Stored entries

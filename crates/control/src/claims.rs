use crate::error::{ControlError, Result};
use crate::service::ControlPlane;
use chrono::Utc;
use hivejar_models::mutation::DeleteByKey;
use hivejar_models::{ClaimDefinition, CreateClaim, MutationType, UpdateClaim};
use uuid::Uuid;

impl ControlPlane {
    pub async fn create_claim(
        &self,
        slug_or_id: &str,
        input: CreateClaim,
    ) -> Result<ClaimDefinition> {
        let _serial = self.write_lock().await;
        self.check_writable()?;

        let tenant = self.get_tenant(slug_or_id)?;
        if input.name.trim().is_empty() || input.name.len() > 128 {
            return Err(ControlError::InvalidInput(
                "claim name must be between 1 and 128 characters".to_string(),
            ));
        }
        let existing = self.store().list_claims(&tenant.slug)?;
        if existing.iter().any(|c| c.name == input.name) {
            return Err(ControlError::AlreadyExists(format!(
                "claim '{}' already exists",
                input.name
            )));
        }

        let now = Utc::now();
        let claim = ClaimDefinition {
            id: Uuid::new_v4(),
            name: input.name,
            description: input.description,
            source: input.source,
            enabled: input.enabled,
            created_at: now,
            updated_at: now,
        };

        self.submit(MutationType::UpsertClaim, &tenant.slug, &claim)
            .await?;
        self.get_claim(&tenant.slug, claim.id)
    }

    pub fn get_claim(&self, slug_or_id: &str, id: Uuid) -> Result<ClaimDefinition> {
        let tenant = self.get_tenant(slug_or_id)?;
        self.store()
            .get_claim(&tenant.slug, id)?
            .ok_or_else(|| ControlError::NotFound(format!("claim '{}'", id)))
    }

    pub fn list_claims(&self, slug_or_id: &str) -> Result<Vec<ClaimDefinition>> {
        let tenant = self.get_tenant(slug_or_id)?;
        Ok(self.store().list_claims(&tenant.slug)?)
    }

    /// Update a claim; the name is immutable after create.
    pub async fn update_claim(
        &self,
        slug_or_id: &str,
        id: Uuid,
        input: UpdateClaim,
    ) -> Result<ClaimDefinition> {
        let _serial = self.write_lock().await;
        self.check_writable()?;

        let tenant = self.get_tenant(slug_or_id)?;
        let mut claim = self
            .store()
            .get_claim(&tenant.slug, id)?
            .ok_or_else(|| ControlError::NotFound(format!("claim '{}'", id)))?;

        if let Some(description) = input.description {
            claim.description = description;
        }
        if let Some(source) = input.source {
            claim.source = source;
        }
        if let Some(enabled) = input.enabled {
            claim.enabled = enabled;
        }
        claim.updated_at = Utc::now();

        self.submit(MutationType::UpsertClaim, &tenant.slug, &claim)
            .await?;
        self.get_claim(&tenant.slug, id)
    }

    pub async fn delete_claim(&self, slug_or_id: &str, id: Uuid) -> Result<()> {
        let _serial = self.write_lock().await;
        self.check_writable()?;

        let tenant = self.get_tenant(slug_or_id)?;
        if self.store().get_claim(&tenant.slug, id)?.is_none() {
            return Err(ControlError::NotFound(format!("claim '{}'", id)));
        }

        self.submit(
            MutationType::DeleteClaim,
            &tenant.slug,
            &DeleteByKey { key: id.to_string() },
        )
        .await?;
        Ok(())
    }
}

PROBLEM TO SOLVE -> When a line in the records holds the string "Some", copy that line.

REPLY ->
        if let Some(description) = input.description {
        if let Some(source) = input.source {
        if let Some(enabled) = input.enabled {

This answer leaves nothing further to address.